2021 – Leben, Sterben – und dann?

Mit absoluter Sicherheit wissen wir Menschen, dass wir – jeder von uns – sterben werden. Der allen Sterblichen gewisse Tod fordert zur Auseinandersetzung mit fundamentalen Fragen heraus, die sich auf Deutung und Gestaltung des individuellen Lebens wie auch des Zusammenlebens in Gesellschaften beziehen. Diese Auseinandersetzung findet sich in allen Religionen und Kulturen. In unserer Zeit begegnet sie uns auch in politisch-ethischen Debatten zur Organtransplantation oder zur Sterbehilfe. Sie ist immer auch eine sehr persönliche Aufgabe für das Individuum.
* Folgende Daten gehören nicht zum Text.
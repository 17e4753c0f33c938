use std::sync::atomic::{AtomicBool, Ordering};
use std::sync::Arc;

use lanewire_frame::FrameConfig;
use lanewire_link::{LinkError, LinkListener};

use crate::cmd::{install_ctrlc_handler, EchoArgs};
use crate::exit::{link_error, CliError, CliResult, SUCCESS};

enum RecvErrorDisposition {
    Break,
    Fatal(CliError),
}

pub fn run(args: EchoArgs, config: FrameConfig) -> CliResult<i32> {
    let listener = LinkListener::bind(&args.path)
        .map_err(|err| link_error("bind failed", err))?
        .with_config(config);

    let running = Arc::new(AtomicBool::new(true));
    install_ctrlc_handler(running.clone())?;

    while running.load(Ordering::SeqCst) {
        let link = listener
            .accept()
            .map_err(|err| link_error("accept failed", err))?;

        while running.load(Ordering::SeqCst) {
            let msg = match link.recv_blocking() {
                Ok(msg) => msg,
                Err(err) => match classify_recv_error(err) {
                    RecvErrorDisposition::Break => break,
                    RecvErrorDisposition::Fatal(cli_err) => return Err(cli_err),
                },
            };

            tracing::info!(
                nodes = msg.node_count(),
                size = msg.payload_len(),
                "echoing message"
            );

            match link.send_blocking(msg) {
                Ok(()) => {}
                Err(LinkError::Disconnected) => break,
                Err(err) => return Err(link_error("echo send failed", err)),
            }
        }
    }

    Ok(SUCCESS)
}

/// Peer-local failures end the session; everything else stops the server.
fn classify_recv_error(err: LinkError) -> RecvErrorDisposition {
    match err {
        LinkError::Disconnected => RecvErrorDisposition::Break,
        LinkError::Desynchronized(err) => {
            tracing::warn!(error = %err, "closing desynchronized session");
            RecvErrorDisposition::Break
        }
        LinkError::Io(ref io) if io.kind() == std::io::ErrorKind::ConnectionReset => {
            RecvErrorDisposition::Break
        }
        other => RecvErrorDisposition::Fatal(link_error("receive failed", other)),
    }
}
Sind Leben und Sterben als Vorgänge in der Zeit zu verstehen, wird mit dem Tod eine Schwelle oder ein Schlusspunkt bezeichnet. Darüber hinaus zu fragen, gehört seit jeher zum Wesen des Menschen. Aber ist Auferstehen auch ein Vorgang, einer außerhalb von Raum und Zeit? Die Antworten auf diese grundlegenden Fragen liegen, so scheint es, jenseits objektivierbarer Erfahrung. Zugänge finden sich immer in unvollkommenen Denkversuchen, in Mythen, in der Meditation, in der Kunst und in vielen zwischenmenschlichen Begegnungen.